» **Try it**
The reply to the records below should contain exactly the lines from the line with "use crate::context::ClearedItem;" through the line with "pub const NAME: &str", and nothing besides.

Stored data
________________________________________

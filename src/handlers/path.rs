//! Directories added to `PATH` by the shell init script.
use super::{Handler, HandlerContext, clear_links, refuse};
use crate::context::ClearedItem;
use crate::datastore::{DataStore, Status};
use crate::error::Result;
use crate::rules::Match;
use crate::types::{Action, Operation, OperationKind, RunMode, display_relative};

/// Registered name.
pub const NAME: &str = "path";

/// Stages directories under `<data>/packs/<pack>/path/`.
#[derive(Debug, Clone, Copy, Default)]
pub struct PathHandler;

impl Handler for PathHandler {
    fn name(&self) -> &'static str {
        NAME
    }

    fn run_mode(&self) -> RunMode {
        RunMode::Linking
    }

    fn to_action(&self, ctx: &HandlerContext<'_>, m: &Match) -> Result<Action> {
        if !m.is_dir {
            return Err(refuse(NAME, m, "only directories can be added to PATH"));
        }
        let intermediate = ctx.store.intermediate_path(&m.pack, NAME, &m.source);
        Ok(Action {
            pack: m.pack.clone(),
            handler: NAME.to_string(),
            source: m.source.clone(),
            relative: m.relative.clone(),
            target: None,
            checksum: None,
            sentinel: None,
            description: format!("add {}/{} to PATH", m.pack, display_relative(&m.relative)),
            operations: vec![Operation {
                pack: m.pack.clone(),
                handler: NAME.to_string(),
                source: m.source.clone(),
                destination: intermediate,
                kind: OperationKind::AddToPath,
            }],
        })
    }

    fn status(&self, action: &Action, store: &DataStore) -> Result<Status> {
        store.link_status(&action.pack, NAME, &action.source)
    }

    fn clear(
        &self,
        ctx: &HandlerContext<'_>,
        _matches: &[Match],
        dry_run: bool,
    ) -> Result<Vec<ClearedItem>> {
        clear_links(NAME, ctx, &[], dry_run)
    }
}

#[cfg(test)]
#[allow(clippy::expect_used, clippy::unwrap_used, clippy::indexing_slicing)]
mod tests {
    use super::super::test_support::{matched, pack, store};
    use super::*;
    use crate::datastore::StatusState;
    use crate::fs::MemoryFs;
    use std::path::PathBuf;

    #[test]
    fn directory_becomes_add_to_path() {
        let (_, store) = store(MemoryFs::new());
        let pack = pack("tools");
        let ctx = HandlerContext {
            pack: &pack,
            store: &store,
            enable_home_symlinks: true,
            command_timeout: None,
        };
        let action = PathHandler
            .to_action(&ctx, &matched("tools", "bin", NAME, true))
            .unwrap();
        assert_eq!(action.description, "add tools/bin to PATH");
        assert_eq!(action.operations[0].kind, OperationKind::AddToPath);
        assert_eq!(
            action.operations[0].destination,
            PathBuf::from("/data/packs/tools/path/bin")
        );
    }

    #[test]
    fn file_is_refused() {
        let (_, store) = store(MemoryFs::new());
        let pack = pack("tools");
        let ctx = HandlerContext {
            pack: &pack,
            store: &store,
            enable_home_symlinks: true,
            command_timeout: None,
        };
        let err = PathHandler
            .to_action(&ctx, &matched("tools", "bin", NAME, false))
            .unwrap_err();
        assert_eq!(err.kind(), crate::error::ErrorKind::ActionGeneration);
    }

    #[test]
    fn status_follows_intermediate() {
        let (_, store) = store(MemoryFs::new().with_dir("/dots/tools/bin"));
        let pack = pack("tools");
        let ctx = HandlerContext {
            pack: &pack,
            store: &store,
            enable_home_symlinks: true,
            command_timeout: None,
        };
        let action = PathHandler
            .to_action(&ctx, &matched("tools", "bin", NAME, true))
            .unwrap();
        assert_eq!(
            PathHandler.status(&action, &store).unwrap().state,
            StatusState::Missing
        );
        store
            .link_data("tools", NAME, &action.source)
            .unwrap();
        assert_eq!(
            PathHandler.status(&action, &store).unwrap().state,
            StatusState::Ready
        );
    }
}
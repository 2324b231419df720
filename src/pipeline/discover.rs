//! Pack discovery: top-level directories of the dotfiles root.
use crate::config::{IGNORE_MARKER, PackConfig, RootConfig};
use crate::error::{DodotError, Result};
use crate::fs::Fs;
use crate::logging::Log;
use crate::paths::Paths;
use crate::types::Pack;

/// `true` if `name` is listed (literally or by glob) in the root ignore list.
fn is_ignored(ignore: &[String], name: &str) -> bool {
    ignore.iter().any(|pattern| {
        pattern == name
            || glob::Pattern::new(pattern).is_ok_and(|p| p.matches(name))
    })
}

/// Discover packs under the dotfiles root in alphabetical order.
///
/// When `requested` is non-empty only those packs are loaded, and every
/// requested name must resolve to a discovered pack.
///
/// # Errors
///
/// Returns a configuration error if the root or a pack configuration cannot
/// be read, and a not-found error naming every requested pack that is absent.
pub fn discover_packs(
    fs: &dyn Fs,
    paths: &Paths,
    root_config: &RootConfig,
    requested: &[String],
    log: &dyn Log,
) -> Result<Vec<Pack>> {
    let root = paths.dotfiles_root();
    let entries = fs.read_dir(root).map_err(|e| {
        DodotError::config(
            format!("cannot read dotfiles root: {e}"),
            Some(root.to_path_buf()),
        )
    })?;

    let mut candidates: Vec<(String, std::path::PathBuf)> = Vec::new();
    for entry in entries {
        let Some(name) = entry.file_name().map(|n| n.to_string_lossy().into_owned()) else {
            continue;
        };
        if name.starts_with('.') {
            continue;
        }
        if is_ignored(&root_config.ignore, &name) {
            log.debug(&format!("skipping {name}: ignored by root config"));
            continue;
        }
        if !fs.metadata(&entry).is_ok_and(|m| m.is_dir()) {
            continue;
        }
        if fs.entry_exists(&entry.join(IGNORE_MARKER)) {
            log.debug(&format!("skipping {name}: {IGNORE_MARKER} present"));
            continue;
        }
        candidates.push((name, entry));
    }
    candidates.sort_by(|a, b| a.0.cmp(&b.0));

    if !requested.is_empty() {
        let missing: Vec<String> = requested
            .iter()
            .filter(|name| !candidates.iter().any(|(n, _)| n == *name))
            .cloned()
            .collect();
        if !missing.is_empty() {
            return Err(DodotError::NotFound {
                packs: missing,
                root: root.display().to_string(),
                source_desc: paths.root_source().to_string(),
            });
        }
        candidates.retain(|(n, _)| requested.contains(n));
    }

    let mut packs = Vec::with_capacity(candidates.len());
    for (name, dir) in candidates {
        let config = PackConfig::load(fs, &dir)?;
        for warning in &config.warnings {
            log.warn(&format!("{name}: {warning}"));
        }
        packs.push(Pack::new(name, dir, config));
    }
    Ok(packs)
}

/// Normalize user-supplied pack names: trailing separators are dropped
/// (shell completion adds them) and duplicates removed.
#[must_use]
pub fn normalize_pack_names(names: &[String]) -> Vec<String> {
    let mut out: Vec<String> = Vec::with_capacity(names.len());
    for name in names {
        let trimmed = name.trim_end_matches(['/', '\\']).to_string();
        if !trimmed.is_empty() && !out.contains(&trimmed) {
            out.push(trimmed);
        }
    }
    out
}

#[cfg(test)]
#[allow(
    clippy::expect_used,
    clippy::unwrap_used,
    clippy::indexing_slicing,
    clippy::panic
)]
mod tests {
    use super::*;
    use crate::error::ErrorKind;
    use crate::fs::MemoryFs;
    use crate::logging::test_log::RecordingLog;
    use std::path::Path;

    fn names(packs: &[Pack]) -> Vec<&str> {
        packs.iter().map(|p| p.name.as_str()).collect()
    }

    fn paths() -> Paths {
        Paths::new("/dots", "/data", "/h")
    }

    fn fixture() -> MemoryFs {
        MemoryFs::new()
            .with_file("/dots/zsh/zshrc", "")
            .with_file("/dots/vim/vimrc", "")
            .with_file("/dots/.git/HEAD", "")
            .with_file("/dots/README.md", "")
            .with_file("/dots/scratch/notes", "")
            .with_file("/dots/old/.dodotignore", "")
    }

    #[test]
    fn skips_hidden_files_and_marked_packs() {
        let fs = fixture();
        let log = RecordingLog::default();
        let packs = discover_packs(&fs, &paths(), &RootConfig::default(), &[], &log).unwrap();
        assert_eq!(names(&packs), vec!["scratch", "vim", "zsh"]);
        assert_eq!(packs[1].path, Path::new("/dots/vim"));
    }

    #[test]
    fn root_ignore_accepts_globs() {
        let fs = fixture();
        let config = RootConfig {
            ignore: vec!["scr*".to_string()],
            ..RootConfig::default()
        };
        let log = RecordingLog::default();
        let packs = discover_packs(&fs, &paths(), &config, &[], &log).unwrap();
        assert_eq!(names(&packs), vec!["vim", "zsh"]);
    }

    #[test]
    fn filter_keeps_requested_only() {
        let fs = fixture();
        let log = RecordingLog::default();
        let packs = discover_packs(
            &fs,
            &paths(),
            &RootConfig::default(),
            &["zsh".to_string()],
            &log,
        )
        .unwrap();
        assert_eq!(names(&packs), vec!["zsh"]);
    }

    #[test]
    fn missing_requested_pack_is_not_found() {
        let fs = fixture();
        let log = RecordingLog::default();
        let err = discover_packs(
            &fs,
            &paths(),
            &RootConfig::default(),
            &["vim".to_string(), "emacs".to_string(), "old".to_string()],
            &log,
        )
        .unwrap_err();
        assert_eq!(err.kind(), ErrorKind::NotFound);
        let DodotError::NotFound { packs, root, .. } = err else {
            panic!("expected a not-found error");
        };
        assert_eq!(packs, vec!["emacs".to_string(), "old".to_string()]);
        assert_eq!(root, "/dots");
    }

    #[test]
    fn unreadable_root_is_config_error() {
        let fs = MemoryFs::new();
        let log = RecordingLog::default();
        let err = discover_packs(&fs, &paths(), &RootConfig::default(), &[], &log).unwrap_err();
        assert_eq!(err.kind(), ErrorKind::Config);
    }

    #[test]
    fn pack_config_warnings_are_logged() {
        let fs = MemoryFs::new()
            .with_file("/dots/vim/vimrc", "")
            .with_file("/dots/vim/.dodot.toml", "colour = \"blue\"\n");
        let log = RecordingLog::default();
        discover_packs(&fs, &paths(), &RootConfig::default(), &[], &log).unwrap();
        assert!(log.contains("warn: vim:"), "{:?}", log.lines());
    }

    #[test]
    fn pack_names_are_normalized() {
        let names = normalize_pack_names(&[
            "vim/".to_string(),
            "zsh".to_string(),
            "vim".to_string(),
        ]);
        assert_eq!(names, vec!["vim".to_string(), "zsh".to_string()]);
    }
}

________________________________________

» **Written answer**
use crate::context::ClearedItem;
use crate::datastore::{DataStore, Status};
use crate::error::Result;
use crate::rules::Match;
use crate::types::{Action, Operation, OperationKind, RunMode, display_relative};

/// Registered name.
pub const NAME: &str = "path";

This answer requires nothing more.